● **What to work on**
Every line of the records below that has the word "ZERO" should be copied.

● **The data**
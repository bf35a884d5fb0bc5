use rust_decimal::Decimal;
use serde::{Deserialize, Serialize};
use thiserror::Error;

/// Errors raised when a [`SystemConfig`] contains out-of-range coefficients.
#[derive(Debug, Error, PartialEq)]
pub enum SystemConfigError {
    /// Panel width must be positive.
    #[error("panel width must be positive, got {0}")]
    InvalidPanelWidth(f64),

    /// Panel height must be positive.
    #[error("panel height must be positive, got {0}")]
    InvalidPanelHeight(f64),

    /// The production coefficient must be positive.
    #[error("production coefficient must be positive, got {0} kW/m²")]
    InvalidProductionCoefficient(f64),

    /// The optimal tilt angle must lie within 0–90 degrees.
    #[error("optimal tilt angle must be between 0 and 90 degrees, got {0}")]
    InvalidOptimalAngle(f64),

    /// The annual yield factor must be positive.
    #[error("annual yield factor must be positive, got {0} kWh/kW")]
    InvalidYieldFactor(f64),

    /// The energy price must not be negative.
    #[error("energy price must not be negative, got {0}")]
    InvalidEnergyPrice(Decimal),

    /// The installation cost per kW must not be negative.
    #[error("installation cost per kW must not be negative, got {0}")]
    InvalidInstallCost(Decimal),
}

/// Fixed coefficient set the estimators run on.
///
/// The defaults are the canonical constants: a 1.7 m × 1.0 m panel
/// footprint, 0.23 kW of rated output per m² of panel, a 42° optimal
/// tilt, and a flat 1000 kWh/kW annual yield factor. The yield factor
/// is a placeholder conversion, not an irradiance model.
///
/// Prices are unit-agnostic scalars: whatever currency the price per
/// kWh is given in is the currency of every monetary output.
///
/// # Example
///
/// ```
/// use solar_core::SystemConfig;
///
/// let config = SystemConfig::default();
/// assert!(config.validate().is_ok());
/// assert_eq!(config.panel_width_m, 1.7);
/// ```
#[derive(Debug, Clone, PartialEq, Serialize, Deserialize)]
pub struct SystemConfig {
    /// Width of a single panel in metres.
    pub panel_width_m: f64,

    /// Height of a single panel in metres.
    pub panel_height_m: f64,

    /// Rated panel output per square metre of panel, in kW.
    pub kw_per_sqm: f64,

    /// Tilt angle at which production peaks, in degrees.
    pub optimal_angle_deg: f64,

    /// Annual energy yield per kW of rated output, in kWh.
    pub kwh_per_kw_year: f64,

    /// Price of one kWh of electricity.
    pub price_per_kwh: Decimal,

    /// Installation cost per kW of rated output.
    pub cost_per_kw: Decimal,
}

impl Default for SystemConfig {
    fn default() -> Self {
        Self {
            panel_width_m: 1.7,
            panel_height_m: 1.0,
            kw_per_sqm: 0.23,
            optimal_angle_deg: 42.0,
            kwh_per_kw_year: 1000.0,
            price_per_kwh: Decimal::new(250, 2),
            cost_per_kw: Decimal::new(15_000, 0),
        }
    }
}

impl SystemConfig {
    /// Footprint of a single panel in square metres.
    pub fn panel_area_sqm(&self) -> f64 {
        self.panel_width_m * self.panel_height_m
    }

    /// Validates the coefficient set.
    ///
    /// # Errors
    ///
    /// Returns [`SystemConfigError`] if:
    /// - either panel dimension is not positive
    /// - the production coefficient is not positive
    /// - the optimal angle is outside 0–90 degrees
    /// - the annual yield factor is not positive
    /// - either price is negative
    pub fn validate(&self) -> Result<(), SystemConfigError> {
        if !(self.panel_width_m > 0.0) {
            return Err(SystemConfigError::InvalidPanelWidth(self.panel_width_m));
        }
        if !(self.panel_height_m > 0.0) {
            return Err(SystemConfigError::InvalidPanelHeight(self.panel_height_m));
        }
        if !(self.kw_per_sqm > 0.0) {
            return Err(SystemConfigError::InvalidProductionCoefficient(
                self.kw_per_sqm,
            ));
        }
        if !(0.0..=90.0).contains(&self.optimal_angle_deg) {
            return Err(SystemConfigError::InvalidOptimalAngle(
                self.optimal_angle_deg,
            ));
        }
        if !(self.kwh_per_kw_year > 0.0) {
            return Err(SystemConfigError::InvalidYieldFactor(self.kwh_per_kw_year));
        }
        if self.price_per_kwh < Decimal::ZERO {
            return Err(SystemConfigError::InvalidEnergyPrice(self.price_per_kwh));
        }
        if self.cost_per_kw < Decimal::ZERO {
            return Err(SystemConfigError::InvalidInstallCost(self.cost_per_kw));
        }
        Ok(())
    }
}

● **Response to the exercise**
        if self.price_per_kwh < Decimal::ZERO {
        if self.cost_per_kw < Decimal::ZERO {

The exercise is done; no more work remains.